Chaotic physical systems are systems where slightly different initial positions eventually produce substantially different outcomes after some time.

For example, after enough time, even the smallest differences of starting positions of a double-pendulum will end up producing very different outcomes. Now (loosely speaking) even a massive system will have some quantum uncertainty to its center-of-mass position (yes, a pendulum really is a more complicated system but I suspect there is some level of truth to this...there surely is some quantum uncertainty to a massive quantum system's center-of-mass, right?). So, a massive system is therefore in a superposition of different tiny changes in positions (as long as these tiny positions are not "measured").

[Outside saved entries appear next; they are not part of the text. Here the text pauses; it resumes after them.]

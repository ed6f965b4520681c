//! Provider that authenticates any session that asks.

use axum::response::IntoResponse;
use gatehouse_platform_access::SessionStore;
use std::sync::Arc;
use tracing::info;

use crate::error::FilterError;
use crate::pipeline::{Exchange, Flow};

/// Upgrades the request's session without checking any credentials.
///
/// Relies on an earlier filter having established the session.
#[derive(Clone)]
pub struct AnonymousProvider {
    sessions: Arc<dyn SessionStore>,
}

impl AnonymousProvider {
    #[must_use]
    pub fn new(sessions: Arc<dyn SessionStore>) -> Self {
        Self { sessions }
    }

    pub(crate) fn authenticate(&self, exchange: &mut Exchange) -> Flow {
        let Some(id) = exchange.session_cookie() else {
            return Flow::Stop(FilterError::NotSessionManaged.into_response());
        };

        match self.sessions.upgrade(&id) {
            Ok(rotated) => {
                info!("authenticated session anonymously");
                exchange.issue_session_cookie(rotated);
                Flow::Continue
            }
            Err(e) => Flow::Stop(
                FilterError::UpgradeFailed {
                    details: e.to_string(),
                }
                .into_response(),
            ),
        }
    }
}
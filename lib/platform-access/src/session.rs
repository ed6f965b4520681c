//! Visitor session tracking.
//!
//! Every visitor gets a session the first time they reach a session-managed
//! route. A session is either anonymous or authenticated. Moving between the
//! two never mutates the record in place: the old ID is deleted and a new one
//! issued, so a cookie fixed by an attacker before login is worthless after it.

use gatehouse_core::SessionId;
use std::collections::HashMap;
use std::sync::{Mutex, MutexGuard, PoisonError};

use crate::error::SessionError;

/// State of a single visitor session.
#[derive(Debug, Clone, PartialEq, Eq)]
pub struct Session {
    id: SessionId,
    authenticated: bool,
}

impl Session {
    fn anonymous(id: SessionId) -> Self {
        Self {
            id,
            authenticated: false,
        }
    }

    fn authenticated(id: SessionId) -> Self {
        Self {
            id,
            authenticated: true,
        }
    }

    /// Returns the session ID.
    #[must_use]
    pub fn id(&self) -> &SessionId {
        &self.id
    }

    /// Returns true if the session has been upgraded by an authentication provider.
    #[must_use]
    pub fn is_authenticated(&self) -> bool {
        self.authenticated
    }
}

/// Storage for visitor sessions.
///
/// Implementations must be safe to call from many request handlers at once,
/// and `upgrade`/`downgrade` must be atomic: no caller may observe both the
/// old and new IDs as live, or neither.
pub trait SessionStore: Send + Sync {
    /// Inserts a new anonymous session and returns its ID.
    fn create(&self) -> SessionId;

    /// Returns true if a session currently exists under `id`.
    fn exists(&self, id: &SessionId) -> bool;

    /// Returns whether the session is authenticated.
    ///
    /// An unknown ID is reported as unauthenticated rather than as an error.
    fn authenticated(&self, id: &SessionId) -> Result<bool, SessionError>;

    /// Replaces the session with an authenticated one under a new ID.
    fn upgrade(&self, id: &SessionId) -> Result<SessionId, SessionError>;

    /// Replaces the session with an anonymous one under a new ID.
    fn downgrade(&self, id: &SessionId) -> Result<SessionId, SessionError>;
}

/// Process-local session store guarded by a single lock.
#[derive(Debug, Default)]
pub struct InMemorySessionStore {
    sessions: Mutex<HashMap<SessionId, Session>>,
}

impl InMemorySessionStore {
    /// Creates an empty store.
    #[must_use]
    pub fn new() -> Self {
        Self::default()
    }

    /// Returns the number of live sessions.
    #[must_use]
    pub fn len(&self) -> usize {
        self.lock().len()
    }

    /// Returns true if no sessions are live.
    #[must_use]
    pub fn is_empty(&self) -> bool {
        self.lock().is_empty()
    }

    // Every critical section leaves the map consistent, so a panic elsewhere
    // holding the lock does not invalidate the data.
    fn lock(&self) -> MutexGuard<'_, HashMap<SessionId, Session>> {
        self.sessions.lock().unwrap_or_else(PoisonError::into_inner)
    }

    fn unused_id(sessions: &HashMap<SessionId, Session>) -> SessionId {
        loop {
            let id = SessionId::generate();
            if !sessions.contains_key(&id) {
                return id;
            }
        }
    }

    fn rotate(
        &self,
        id: &SessionId,
        replacement: fn(SessionId) -> Session,
    ) -> Result<SessionId, SessionError> {
        let mut sessions = self.lock();

        if sessions.remove(id).is_none() {
            return Err(SessionError::NotFound);
        }

        let new_id = Self::unused_id(&sessions);
        sessions.insert(new_id.clone(), replacement(new_id.clone()));
        Ok(new_id)
    }
}

impl SessionStore for InMemorySessionStore {
    fn create(&self) -> SessionId {
        let mut sessions = self.lock();
        let id = Self::unused_id(&sessions);
        sessions.insert(id.clone(), Session::anonymous(id.clone()));
        id
    }

    fn exists(&self, id: &SessionId) -> bool {
        self.lock().contains_key(id)
    }

    fn authenticated(&self, id: &SessionId) -> Result<bool, SessionError> {
        Ok(self
            .lock()
            .get(id)
            .is_some_and(Session::is_authenticated))
    }

    fn upgrade(&self, id: &SessionId) -> Result<SessionId, SessionError> {
        let new_id = self.rotate(id, Session::authenticated)?;
        tracing::info!("upgraded session from anonymous to authenticated");
        Ok(new_id)
    }

    fn downgrade(&self, id: &SessionId) -> Result<SessionId, SessionError> {
        let new_id = self.rotate(id, Session::anonymous)?;
        tracing::info!("downgraded session to anonymous");
        Ok(new_id)
    }
}

#[cfg(test)]
mod tests {
    use super::*;
    use std::sync::Arc;
    use std::thread;

    #[test]
    fn created_session_is_anonymous() {
        let store = InMemorySessionStore::new();
        let id = store.create();

        assert!(store.exists(&id));
        assert_eq!(store.authenticated(&id), Ok(false));
    }

    #[test]
    fn unknown_session_is_not_authenticated() {
        let store = InMemorySessionStore::new();
        let id = SessionId::generate();

        assert!(!store.exists(&id));
        assert_eq!(store.authenticated(&id), Ok(false));
    }

    #[test]
    fn upgrade_rotates_to_authenticated_session() {
        let store = InMemorySessionStore::new();
        let id = store.create();

        let new_id = store.upgrade(&id).expect("upgrade");

        assert_ne!(new_id, id);
        assert_eq!(store.authenticated(&new_id), Ok(true));
        assert!(!store.exists(&id));
        assert_eq!(store.len(), 1);
    }

    #[test]
    fn downgrade_rotates_to_anonymous_session() {
        let store = InMemorySessionStore::new();
        let id = store.create();
        let authenticated_id = store.upgrade(&id).expect("upgrade");

        let anonymous_id = store.downgrade(&authenticated_id).expect("downgrade");

        assert_ne!(anonymous_id, authenticated_id);
        assert_eq!(store.authenticated(&anonymous_id), Ok(false));
        assert!(store.exists(&anonymous_id));
        assert!(!store.exists(&authenticated_id));
    }

    #[test]
    fn rotation_of_unknown_session_leaves_store_untouched() {
        let store = InMemorySessionStore::new();
        let live = store.create();
        let unknown = SessionId::generate();

        assert_eq!(store.upgrade(&unknown), Err(SessionError::NotFound));
        assert_eq!(store.downgrade(&unknown), Err(SessionError::NotFound));

        assert_eq!(store.len(), 1);
        assert!(store.exists(&live));
        assert_eq!(store.authenticated(&live), Ok(false));
    }

    #[test]
    fn rotated_away_id_cannot_be_upgraded_again() {
        let store = InMemorySessionStore::new();
        let id = store.create();
        store.upgrade(&id).expect("first upgrade");

        assert_eq!(store.upgrade(&id), Err(SessionError::NotFound));
    }

    #[test]
    fn concurrent_upgrades_of_one_session_have_a_single_winner() {
        const THREADS: usize = 16;

        let store = Arc::new(InMemorySessionStore::new());
        let id = store.create();

        let results: Vec<Result<SessionId, SessionError>> = thread::scope(|scope| {
            let handles: Vec<_> = (0..THREADS)
                .map(|_| scope.spawn(|| store.upgrade(&id)))
                .collect();
            handles
                .into_iter()
                .map(|handle| handle.join().expect("thread panicked"))
                .collect()
        });

        let winners: Vec<&SessionId> = results.iter().filter_map(|r| r.as_ref().ok()).collect();
        assert_eq!(winners.len(), 1);
        assert_eq!(
            results
                .iter()
                .filter(|r| **r == Err(SessionError::NotFound))
                .count(),
            THREADS - 1
        );

        assert!(store.exists(winners[0]));
        assert_eq!(store.authenticated(winners[0]), Ok(true));
        assert!(!store.exists(&id));
        assert_eq!(store.len(), 1);
    }

    #[test]
    fn concurrent_creates_produce_distinct_sessions() {
        let store = InMemorySessionStore::new();

        thread::scope(|scope| {
            for _ in 0..8 {
                scope.spawn(|| {
                    for _ in 0..50 {
                        store.create();
                    }
                });
            }
        });

        assert_eq!(store.len(), 400);
    }
}
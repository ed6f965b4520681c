use gatehouse_server::{AppState, ServerConfig, router};
use tracing_subscriber::{layer::SubscriberExt, util::SubscriberInitExt};

#[tokio::main]
async fn main() {
    tracing_subscriber::registry()
        .with(
            tracing_subscriber::EnvFilter::try_from_default_env()
                .unwrap_or_else(|_| "info,tower_http=debug".into()),
        )
        .with(tracing_subscriber::fmt::layer())
        .init();

    // Load configuration from an optional file and the environment
    let file = ServerConfig::file_from_env();
    let config = ServerConfig::load(file.as_deref()).expect("failed to load configuration");
    tracing::info!(
        auth_provider = ?config.auth_provider,
        session_provider = ?config.session_provider,
        "Loaded configuration"
    );

    let state = AppState::from_config(&config).expect("failed to initialize authentication");
    let app = router(state, &config.static_dir);

    let listener = tokio::net::TcpListener::bind(config.listen_addr)
        .await
        .expect("failed to bind to address");

    tracing::info!("listening on http://{}", config.listen_addr);

    axum::serve(listener, app)
        .with_graceful_shutdown(shutdown_signal())
        .await
        .expect("server error");
}

async fn shutdown_signal() {
    if let Err(e) = tokio::signal::ctrl_c().await {
        tracing::warn!(error = %e, "Failed to listen for shutdown signal");
        std::future::pending::<()>().await;
    }
    tracing::info!("shutting down");
}
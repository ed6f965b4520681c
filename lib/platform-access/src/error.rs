//! Error types for the platform-access crate.
//!
//! Errors are designed for layered context using rootcause:
//! - `SessionError`: session store lookups and rotations
//! - `OidcError`: failures of a protocol step against the identity provider
//! - `JoseError`: structural or cryptographic failure for one token/key pair
//! - `ClaimError`: a verified token whose claims are not acceptable

use std::fmt;

/// Errors from session store operations.
#[derive(Debug, Clone, PartialEq, Eq)]
pub enum SessionError {
    /// No session exists under the requested ID.
    NotFound,
}

impl fmt::Display for SessionError {
    fn fmt(&self, f: &mut fmt::Formatter<'_>) -> fmt::Result {
        match self {
            Self::NotFound => write!(f, "session not found"),
        }
    }
}

impl std::error::Error for SessionError {}

/// Errors from an OIDC protocol step.
#[derive(Debug, Clone, PartialEq, Eq)]
pub enum OidcError {
    /// The request never produced a response (connect, TLS, timeout, body read).
    Transport { endpoint: String, details: String },
    /// The provider answered with something other than `200 OK`.
    UnexpectedStatus { endpoint: String, status: u16 },
    /// The response body could not be decoded.
    Decode { endpoint: String, details: String },
    /// The token is not a well-formed compact JWS.
    TokenMalformed { reason: String },
    /// The JOSE `typ` does not match what the provider issues for access tokens.
    UnsupportedTokenType {
        expected: String,
        found: Option<String>,
    },
    /// No key in the set produced a valid signature with acceptable claims.
    Unverified { candidates: usize },
}

impl fmt::Display for OidcError {
    fn fmt(&self, f: &mut fmt::Formatter<'_>) -> fmt::Result {
        match self {
            Self::Transport { endpoint, details } => {
                write!(f, "request to {endpoint} failed: {details}")
            }
            Self::UnexpectedStatus { endpoint, status } => {
                write!(f, "{endpoint} responded with status {status}")
            }
            Self::Decode { endpoint, details } => {
                write!(f, "could not decode response from {endpoint}: {details}")
            }
            Self::TokenMalformed { reason } => {
                write!(f, "malformed token: {reason}")
            }
            Self::UnsupportedTokenType { expected, found } => match found {
                Some(found) => write!(f, "token type '{found}' is not '{expected}'"),
                None => write!(f, "token type missing, expected '{expected}'"),
            },
            Self::Unverified { candidates } => {
                write!(
                    f,
                    "token could not be verified ({candidates} candidate keys tried)"
                )
            }
        }
    }
}

impl std::error::Error for OidcError {}

/// Errors from decoding or verifying a token against a single key.
#[derive(Debug, Clone, PartialEq, Eq)]
pub enum JoseError {
    /// Segment structure, base64url or JSON is invalid.
    Malformed { reason: String },
    /// The JOSE header names an algorithm other than RS256.
    UnsupportedAlgorithm { algorithm: String },
    /// The JWK does not describe a usable RSA public key.
    InvalidKey { reason: String },
    /// The signature does not match the signed content under this key.
    SignatureInvalid,
}

impl JoseError {
    pub(crate) fn malformed(reason: impl Into<String>) -> Self {
        Self::Malformed {
            reason: reason.into(),
        }
    }

    pub(crate) fn invalid_key(reason: impl Into<String>) -> Self {
        Self::InvalidKey {
            reason: reason.into(),
        }
    }
}

impl fmt::Display for JoseError {
    fn fmt(&self, f: &mut fmt::Formatter<'_>) -> fmt::Result {
        match self {
            Self::Malformed { reason } => write!(f, "malformed JWT: {reason}"),
            Self::UnsupportedAlgorithm { algorithm } => {
                write!(f, "unsupported JOSE algorithm '{algorithm}'")
            }
            Self::InvalidKey { reason } => write!(f, "invalid signing key: {reason}"),
            Self::SignatureInvalid => write!(f, "signature does not match"),
        }
    }
}

impl std::error::Error for JoseError {}

/// A claim in a verified token failed validation.
#[derive(Debug, Clone, PartialEq, Eq)]
pub enum ClaimError {
    MissingIssuer,
    IssuerMismatch { expected: String, found: String },
    MissingAudience,
    AudienceMismatch { expected: String },
    MissingExpiration,
    Expired { expired_at: i64 },
    MissingIssuedAt,
    /// Issued longer ago than the freshness bound allows.
    Stale { age_seconds: i64 },
}

impl fmt::Display for ClaimError {
    fn fmt(&self, f: &mut fmt::Formatter<'_>) -> fmt::Result {
        match self {
            Self::MissingIssuer => write!(f, "issuer claim missing"),
            Self::IssuerMismatch { expected, found } => {
                write!(f, "issuer '{found}' does not match '{expected}'")
            }
            Self::MissingAudience => write!(f, "audience claim missing"),
            Self::AudienceMismatch { expected } => {
                write!(f, "audience does not include '{expected}'")
            }
            Self::MissingExpiration => write!(f, "expiration claim missing"),
            Self::Expired { expired_at } => write!(f, "token expired at {expired_at}"),
            Self::MissingIssuedAt => write!(f, "issued-at claim missing"),
            Self::Stale { age_seconds } => {
                write!(f, "token issued {age_seconds}s ago is too old")
            }
        }
    }
}

impl std::error::Error for ClaimError {}

#[cfg(test)]
mod tests {
    use super::*;

    #[test]
    fn session_not_found_display() {
        assert_eq!(SessionError::NotFound.to_string(), "session not found");
    }

    #[test]
    fn unexpected_status_display() {
        let err = OidcError::UnexpectedStatus {
            endpoint: "https://idp.example/oauth2/v1/token".to_string(),
            status: 401,
        };
        assert!(err.to_string().contains("oauth2/v1/token"));
        assert!(err.to_string().contains("401"));
    }

    #[test]
    fn unsupported_token_type_display_without_typ() {
        let err = OidcError::UnsupportedTokenType {
            expected: "application/okta-internal-at+jwt".to_string(),
            found: None,
        };
        assert!(err.to_string().contains("missing"));
    }

    #[test]
    fn stale_claim_display() {
        let err = ClaimError::Stale { age_seconds: 301 };
        assert!(err.to_string().contains("301s"));
    }
}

If you consider the classical evolution of each of these superpositions (of tiny changes in position of the massive quantum system) - they evolve chaotically, and eventually there will be a time when the outcomes are completely different. Yet, if the pendulum is completely isolated - wouldn't it remain in a superposition until measured? This would suggest that you could have "Schrodinger's Pendulums" where the macroscopic outcome is substantially different upon measurement.

Is there any sense to this idea? I suspect the responses will insist that decoherence ruins the fun, but I don't exactly get the intuition for why this can be argued for in general. If you think of a pendulum as a gigantic mass of particles all with harmonic oscillator potentials all connected to their nearest neighbor - then how does this system's positional uncertainty decohere without being explicitly measured by an observer?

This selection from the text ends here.